Disclaimer: Yamaha corp.
Tittle: This Feeling
My first KaiLuka fanfic!
Genre: Drama, Romance
Rate: T
Warning: OOC, EYD berantakan, Typo(s), Monoton, membosankan, ide pasaran, nggak nyambung, dan rekan-rekan mereka yang lain.
Summary: "Menurutmu, gadis bernama Hatsune Miku itu bagaimana?"/ "Jangan pernah lakukan itu lagi,"/ "Dimana Kaito-kun?"/ "Jadi kau—"/"Ternyata selama ini aku salah menilaimu,"/
Happy Reading ^^
I Hope You Like it!
.
.
.
Shion Kaito berlari menaikki tangga sebuah rumah dengan tergesa. Ditangan kanannya, ia memegang sebuah buku tulis bersampul coklat muda. Sedangkan tangan kirinya disibukkan oleh sebuah plastik berisi beberapa cemilan.
"Luka!" Ia berseru sambil membuka pintu berwarna coklat didepannya. Dan ia bisa melihat sahabatnya, Megurine Luka tengah duduk dimeja belajarnya yang sudah dipenuhi buku-buku tebal dan kini, gadis itu menatapnya tanpa ekspresi.
"Kau terlambat," Ucap Luka dengan nada datar seperti biasa. Dan Kaito hanya membalasnya dengan cengiran seperti biasa.
Luka menghela nafas. "Duduklah, aku akan membuatkan minum," Suruh Luka. Ia melepas kacamatanya lalu bangkit dari kursinya dan meninggalkan Kaito sendiri di ruangan itu.
"Haaah, Apa anak itu tidak bisa sedikit ramah padaku?" Tanya Kaito entah pada siapa begitu Luka sudah menghilang dibalik pintu. "Padahal dia dulu anak yang sangat ceria dan menyenangkan," Tambahnya sambil duduk di kasur kepunyaan Luka.
.
.
.
"Jadi, ada perlu apa kau kesini?" Tanya Luka ketika ia sampai didalam kamarnya dan mendapati Kaito duduk dikasurnya sambil mengunyah cemilan. Gadis ini berjalan mendekati Kaito dan menaruh nampan berisi 2 gelas jus itu di sebuah meja bulat yang berada tak jauh dari kasurnya.
Kaito mengarahkan matanya pada buku bersampul coklat yang tadi ia bawa. "Kau tahu kan kalau pekerjaan rumah yang diberikan Akaito-sensei harus dikumpul besok," Kaito membuang nafasnya. "Aku sama sekali tidak mengerti cara menjawab soal-soal yang ia berikan."
"Itu semua karena kau tidak memperhatikan penjelasan sensei," Luka mengambil buku bersampul coklat muda yang ada dilantai lalu membolak-balik buku itu hingga ia menemukan soal yang dimaksud Kaito.

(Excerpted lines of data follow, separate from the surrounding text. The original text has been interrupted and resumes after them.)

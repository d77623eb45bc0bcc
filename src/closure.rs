use crate::itemset::ItemSet;
use crate::support::SupportCounts;
use std::collections::BTreeSet;
use tracing::info;

#[derive(Clone, Debug, Default, PartialEq, Eq)]
pub struct Closures {
    // Frequent itemsets with no frequent proper superset.
    pub maximal: BTreeSet<ItemSet>,
    // Frequent itemsets with no proper superset of the same support.
    pub closed: BTreeSet<ItemSet>,
}

/// Derives the maximal and closed itemsets in one pass from the largest
/// itemsets down. Any superset of an itemset of size s has already been
/// visited by the time s is reached, so comparing against the sets accepted
/// so far is enough. Quadratic in the number of frequent itemsets.
pub fn find_closures(frequent: &SupportCounts) -> Closures {
    let max_size = match frequent.keys().map(|itemset| itemset.len()).max() {
        Some(size) => size,
        None => return Closures::default(),
    };

    let mut maximal: Vec<&ItemSet> = vec![];
    let mut closed: Vec<(&ItemSet, u32)> = vec![];
    for size in (1..max_size + 1).rev() {
        for (itemset, &count) in frequent.iter().filter(|&(i, _)| i.len() == size) {
            if !maximal.iter().any(|m| itemset.is_subset_of(m)) {
                maximal.push(itemset);
            }
            let absorbed = closed
                .iter()
                .any(|&(c, c_count)| c_count == count && itemset.is_subset_of(c));
            if !absorbed {
                closed.push((itemset, count));
            }
        }
    }

    info!(
        maximal = maximal.len(),
        closed = closed.len(),
        "derived maximal and closed itemsets"
    );
    Closures {
        maximal: maximal.into_iter().cloned().collect(),
        closed: closed.into_iter().map(|(c, _)| c.clone()).collect(),
    }
}
use crate::item::Item;
use crate::itemset::ItemSet;
use itertools::Itertools;
use std::collections::BTreeSet;

// All `k` item combinations of `domain`. Callers must not depend on the
// order the candidates come back in.
pub fn generate_candidates(domain: &BTreeSet<Item>, k: usize) -> Vec<ItemSet> {
    if k == 0 || k > domain.len() {
        return vec![];
    }
    domain
        .iter()
        .cloned()
        .combinations(k)
        .map(ItemSet::new)
        .collect()
}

"Kacamataku," Gumamnya sambil hendak berdiri, bermaksud mengambil kacamatanya yang terletak dimeja belajarnya.
"Biar aku saja yang mengambilnya," Dengan segera, Kaito mengambil kacamata berbingkai shappire kepunyaan Luka.

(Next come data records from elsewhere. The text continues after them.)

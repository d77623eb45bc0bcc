use crate::error::MiningError;
use crate::itemizer::Itemizer;
use crate::itemset::ItemSet;
use crate::transaction_reader::TransactionReader;
use std::path::Path;
use tracing::info;

/// The transaction database: every transaction held in memory, in input
/// order, along with the itemizer that names their items.
#[derive(Clone, Debug, Default)]
pub struct Dataset {
    transactions: Vec<ItemSet>,
    itemizer: Itemizer,
}

impl Dataset {
    pub fn new(transactions: Vec<ItemSet>, itemizer: Itemizer) -> Dataset {
        Dataset {
            transactions,
            itemizer,
        }
    }

    pub fn read<P: AsRef<Path>>(path: P) -> Result<Dataset, MiningError> {
        let mut itemizer = Itemizer::new();
        let transactions = TransactionReader::open(&path, &mut itemizer)?
            .collect::<Result<Vec<ItemSet>, _>>()?;
        info!(
            path = %path.as_ref().display(),
            transactions = transactions.len(),
            items = itemizer.len(),
            "loaded dataset"
        );
        Ok(Dataset::new(transactions, itemizer))
    }

    pub fn from_tokens<T, R, S>(rows: T) -> Dataset
    where
        T: IntoIterator<Item = R>,
        R: IntoIterator<Item = S>,
        S: AsRef<str>,
    {
        let mut itemizer = Itemizer::new();
        let transactions: Vec<ItemSet> = rows
            .into_iter()
            .map(|row| {
                row.into_iter()
                    .map(|token| itemizer.id_of(token.as_ref()))
                    .collect::<ItemSet>()
            })
            .collect();
        Dataset::new(transactions, itemizer)
    }

    pub fn transactions(&self) -> &[ItemSet] {
        &self.transactions
    }

    pub fn num_transactions(&self) -> usize {
        self.transactions.len()
    }

    pub fn itemizer(&self) -> &Itemizer {
        &self.itemizer
    }

    // Builds the itemset for `tokens`, or None if any token never occurs.
    pub fn itemset_of(&self, tokens: &[&str]) -> Option<ItemSet> {
        tokens.iter().map(|token| self.itemizer.get(token)).collect()
    }
}

#[cfg(test)]
mod tests {
    use super::Dataset;

    #[test]
    fn test_from_tokens() {
        let dataset = Dataset::from_tokens(vec![vec!["a", "b"], vec!["b", "c", "b"]]);
        assert_eq!(dataset.num_transactions(), 2);
        assert_eq!(dataset.itemizer().len(), 3);
        assert_eq!(dataset.transactions()[1].len(), 2);
        assert_eq!(
            dataset.itemset_of(&["b", "a"]),
            Some(dataset.transactions()[0].clone())
        );
        assert_eq!(dataset.itemset_of(&["a", "z"]), None);
    }
}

"Terimakasih," Ucap Luka sambil memakai kacamatanya dan mulai membaca soal-soal yang tertulis dibuku Kaito. "Kau ini bodoh atau bagaimana? Soal ini mudah sekali. Sepuluh menit saja sudah cukup untuk mengerjakannya," Luka mendecak.
"Bagimu," Kaito kembali mengunyah cemilannya. "Otakku ini terlalu jenius, jadi soal mudah seperti itu tidak akan pernah bisa kujawab."
Luka mendengus. "Percaya dirimu tinggi sekali," Ucapnya.
Kaito hanya tertawa mendengar ucapan Luka. "Jadi bisakah kau mengajariku sesuatu tentang pekerjaan rumah ini?" Tanya Kaito.
Luka memutar bola matanya. "Apa boleh buat," Ucapnya. Sukses membuat senyum Kaito makin melebar. Dan lelaki itu pun berpindah posisi dengan duduk disebelah Luka. "Baiklah, kita mulai dari nomor pertama."
.
.
.
"Kau benar, soal ini sangat mudah sekali," Kaito berujar sambil meregangkan kedua tangannya. Irisnya ia arahkan menuju jam dinding yang tergantung didinding atas meja belajar Luka. "Tiga puluh menit ya," Kaito tersenyum puas.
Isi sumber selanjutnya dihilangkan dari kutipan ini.